Every line from the start of the records below to the line containing "0x00, 0x00, 0x01]);" should be retyped exactly, that line included, and no others.

→ Material for this task:
□ □ □
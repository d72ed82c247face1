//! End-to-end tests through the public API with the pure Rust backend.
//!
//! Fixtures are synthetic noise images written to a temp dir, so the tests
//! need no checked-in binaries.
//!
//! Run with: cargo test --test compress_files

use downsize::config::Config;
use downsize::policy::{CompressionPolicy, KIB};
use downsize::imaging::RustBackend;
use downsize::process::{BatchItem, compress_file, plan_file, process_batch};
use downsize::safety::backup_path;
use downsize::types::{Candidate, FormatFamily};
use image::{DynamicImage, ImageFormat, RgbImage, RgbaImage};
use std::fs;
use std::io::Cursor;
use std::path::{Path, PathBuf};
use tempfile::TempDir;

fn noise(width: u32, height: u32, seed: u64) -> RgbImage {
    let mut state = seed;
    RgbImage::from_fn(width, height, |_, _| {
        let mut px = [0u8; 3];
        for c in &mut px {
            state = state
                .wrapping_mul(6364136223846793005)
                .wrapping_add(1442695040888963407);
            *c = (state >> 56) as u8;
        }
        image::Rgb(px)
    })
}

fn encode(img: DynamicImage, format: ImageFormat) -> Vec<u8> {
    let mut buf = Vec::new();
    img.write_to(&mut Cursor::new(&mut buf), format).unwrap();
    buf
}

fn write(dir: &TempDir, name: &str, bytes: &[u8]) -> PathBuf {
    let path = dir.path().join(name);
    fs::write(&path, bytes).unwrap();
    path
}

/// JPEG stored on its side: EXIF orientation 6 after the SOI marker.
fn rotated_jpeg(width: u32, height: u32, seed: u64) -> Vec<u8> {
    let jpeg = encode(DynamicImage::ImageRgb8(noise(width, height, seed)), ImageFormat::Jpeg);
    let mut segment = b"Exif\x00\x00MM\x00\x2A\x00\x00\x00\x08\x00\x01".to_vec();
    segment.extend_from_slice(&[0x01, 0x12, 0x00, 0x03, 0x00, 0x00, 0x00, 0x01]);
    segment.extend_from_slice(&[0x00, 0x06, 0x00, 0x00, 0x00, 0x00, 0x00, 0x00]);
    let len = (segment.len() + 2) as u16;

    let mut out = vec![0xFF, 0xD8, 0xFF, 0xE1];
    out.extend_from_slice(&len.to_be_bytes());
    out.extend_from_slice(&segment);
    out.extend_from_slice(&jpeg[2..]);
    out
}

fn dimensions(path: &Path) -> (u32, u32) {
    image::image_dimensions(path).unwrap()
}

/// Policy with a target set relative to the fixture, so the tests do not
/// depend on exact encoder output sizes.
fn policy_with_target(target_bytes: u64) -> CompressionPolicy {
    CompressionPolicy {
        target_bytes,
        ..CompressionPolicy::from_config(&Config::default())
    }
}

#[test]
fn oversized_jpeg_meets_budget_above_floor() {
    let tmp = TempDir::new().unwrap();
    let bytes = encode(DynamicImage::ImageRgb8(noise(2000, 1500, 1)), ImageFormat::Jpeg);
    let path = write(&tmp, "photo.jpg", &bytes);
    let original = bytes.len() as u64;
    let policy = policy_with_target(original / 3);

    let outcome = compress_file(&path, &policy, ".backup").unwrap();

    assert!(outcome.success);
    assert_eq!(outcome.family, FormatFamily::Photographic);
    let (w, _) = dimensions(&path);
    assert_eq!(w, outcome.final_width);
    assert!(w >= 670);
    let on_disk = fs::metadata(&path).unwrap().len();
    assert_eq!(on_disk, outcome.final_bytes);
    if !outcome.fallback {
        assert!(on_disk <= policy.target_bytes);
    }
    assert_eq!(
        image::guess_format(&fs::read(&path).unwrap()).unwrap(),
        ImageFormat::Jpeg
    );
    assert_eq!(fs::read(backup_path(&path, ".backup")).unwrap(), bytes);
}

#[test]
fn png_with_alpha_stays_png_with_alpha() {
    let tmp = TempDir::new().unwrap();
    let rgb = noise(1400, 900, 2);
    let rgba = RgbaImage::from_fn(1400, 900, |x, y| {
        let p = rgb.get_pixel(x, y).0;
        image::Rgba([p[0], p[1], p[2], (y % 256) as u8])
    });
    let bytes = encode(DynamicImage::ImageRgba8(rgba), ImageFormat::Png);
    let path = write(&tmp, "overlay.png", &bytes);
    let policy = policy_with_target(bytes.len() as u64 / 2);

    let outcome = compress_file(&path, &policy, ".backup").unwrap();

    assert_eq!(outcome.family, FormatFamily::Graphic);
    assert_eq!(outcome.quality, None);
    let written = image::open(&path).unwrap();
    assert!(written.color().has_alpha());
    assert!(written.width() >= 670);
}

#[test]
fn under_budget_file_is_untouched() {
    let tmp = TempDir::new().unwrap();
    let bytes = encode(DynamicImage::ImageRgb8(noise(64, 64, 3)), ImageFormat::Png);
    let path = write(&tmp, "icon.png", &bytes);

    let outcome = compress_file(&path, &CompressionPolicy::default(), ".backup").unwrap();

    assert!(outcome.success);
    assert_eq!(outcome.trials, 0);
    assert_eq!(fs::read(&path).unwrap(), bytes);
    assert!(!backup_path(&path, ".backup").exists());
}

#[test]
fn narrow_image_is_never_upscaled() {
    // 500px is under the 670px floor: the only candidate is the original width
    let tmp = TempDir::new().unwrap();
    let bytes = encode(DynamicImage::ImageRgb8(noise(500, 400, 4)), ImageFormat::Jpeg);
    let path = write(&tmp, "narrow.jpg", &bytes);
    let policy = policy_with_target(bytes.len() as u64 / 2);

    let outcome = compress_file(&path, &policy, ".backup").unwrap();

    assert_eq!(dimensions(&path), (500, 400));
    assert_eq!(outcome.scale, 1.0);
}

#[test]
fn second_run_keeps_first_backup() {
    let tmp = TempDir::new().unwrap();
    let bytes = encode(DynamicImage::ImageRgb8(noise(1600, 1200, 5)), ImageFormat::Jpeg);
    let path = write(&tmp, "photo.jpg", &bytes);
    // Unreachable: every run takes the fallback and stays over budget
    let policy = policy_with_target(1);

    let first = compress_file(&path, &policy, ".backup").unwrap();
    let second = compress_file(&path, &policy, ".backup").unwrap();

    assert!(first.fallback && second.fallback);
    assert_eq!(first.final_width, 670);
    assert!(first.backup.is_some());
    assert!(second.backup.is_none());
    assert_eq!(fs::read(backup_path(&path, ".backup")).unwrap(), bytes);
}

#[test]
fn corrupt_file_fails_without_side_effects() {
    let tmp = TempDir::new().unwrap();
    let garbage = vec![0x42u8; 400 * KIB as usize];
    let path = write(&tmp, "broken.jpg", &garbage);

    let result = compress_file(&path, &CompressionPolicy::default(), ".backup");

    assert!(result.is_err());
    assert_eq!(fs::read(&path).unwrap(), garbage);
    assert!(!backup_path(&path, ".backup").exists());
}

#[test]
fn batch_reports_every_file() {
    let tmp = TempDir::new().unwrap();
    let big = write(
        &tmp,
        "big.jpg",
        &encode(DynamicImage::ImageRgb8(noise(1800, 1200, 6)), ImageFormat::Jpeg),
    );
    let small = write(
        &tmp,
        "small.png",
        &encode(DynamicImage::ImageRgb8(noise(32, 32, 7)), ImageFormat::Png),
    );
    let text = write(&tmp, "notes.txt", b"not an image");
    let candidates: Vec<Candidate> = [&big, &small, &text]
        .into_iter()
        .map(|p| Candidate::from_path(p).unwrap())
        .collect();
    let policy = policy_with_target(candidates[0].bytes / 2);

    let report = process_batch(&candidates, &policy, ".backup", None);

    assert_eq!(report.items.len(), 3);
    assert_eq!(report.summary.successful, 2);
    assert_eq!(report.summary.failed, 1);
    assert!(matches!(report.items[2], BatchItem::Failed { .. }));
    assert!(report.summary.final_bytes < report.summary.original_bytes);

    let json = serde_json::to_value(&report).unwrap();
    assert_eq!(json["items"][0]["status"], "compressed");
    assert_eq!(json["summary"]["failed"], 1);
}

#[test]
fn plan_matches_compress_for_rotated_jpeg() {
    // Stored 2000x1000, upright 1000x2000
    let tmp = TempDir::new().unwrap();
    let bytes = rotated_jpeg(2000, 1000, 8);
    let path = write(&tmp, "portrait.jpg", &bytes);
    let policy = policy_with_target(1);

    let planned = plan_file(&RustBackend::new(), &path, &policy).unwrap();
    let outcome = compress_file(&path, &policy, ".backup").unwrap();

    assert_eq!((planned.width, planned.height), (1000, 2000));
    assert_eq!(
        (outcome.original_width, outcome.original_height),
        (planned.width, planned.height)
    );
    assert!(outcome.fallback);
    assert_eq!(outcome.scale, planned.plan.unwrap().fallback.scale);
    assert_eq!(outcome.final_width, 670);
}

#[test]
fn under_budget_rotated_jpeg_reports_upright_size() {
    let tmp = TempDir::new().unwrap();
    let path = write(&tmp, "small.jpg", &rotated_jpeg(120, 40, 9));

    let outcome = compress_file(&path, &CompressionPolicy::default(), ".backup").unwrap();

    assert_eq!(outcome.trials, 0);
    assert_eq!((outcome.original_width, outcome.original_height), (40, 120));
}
□ □ □
→ Response to the exercise:
repository d72ed82c247face1
//! End-to-end tests through the public API with the pure Rust backend.
//!
//! Fixtures are synthetic noise images written to a temp dir, so the tests
//! need no checked-in binaries.
//!
//! Run with: cargo test --test compress_files

use downsize::config::Config;
use downsize::policy::{CompressionPolicy, KIB};
use downsize::imaging::RustBackend;
use downsize::process::{BatchItem, compress_file, plan_file, process_batch};
use downsize::safety::backup_path;
use downsize::types::{Candidate, FormatFamily};
use image::{DynamicImage, ImageFormat, RgbImage, RgbaImage};
use std::fs;
use std::io::Cursor;
use std::path::{Path, PathBuf};
use tempfile::TempDir;

fn noise(width: u32, height: u32, seed: u64) -> RgbImage {
    let mut state = seed;
    RgbImage::from_fn(width, height, |_, _| {
        let mut px = [0u8; 3];
        for c in &mut px {
            state = state
                .wrapping_mul(6364136223846793005)
                .wrapping_add(1442695040888963407);
            *c = (state >> 56) as u8;
        }
        image::Rgb(px)
    })
}

fn encode(img: DynamicImage, format: ImageFormat) -> Vec<u8> {
    let mut buf = Vec::new();
    img.write_to(&mut Cursor::new(&mut buf), format).unwrap();
    buf
}

fn write(dir: &TempDir, name: &str, bytes: &[u8]) -> PathBuf {
    let path = dir.path().join(name);
    fs::write(&path, bytes).unwrap();
    path
}

/// JPEG stored on its side: EXIF orientation 6 after the SOI marker.
fn rotated_jpeg(width: u32, height: u32, seed: u64) -> Vec<u8> {
    let jpeg = encode(DynamicImage::ImageRgb8(noise(width, height, seed)), ImageFormat::Jpeg);
    let mut segment = b"Exif\x00\x00MM\x00\x2A\x00\x00\x00\x08\x00\x01".to_vec();
    segment.extend_from_slice(&[0x01, 0x12, 0x00, 0x03, 0x00, 0x00, 0x00, 0x01]);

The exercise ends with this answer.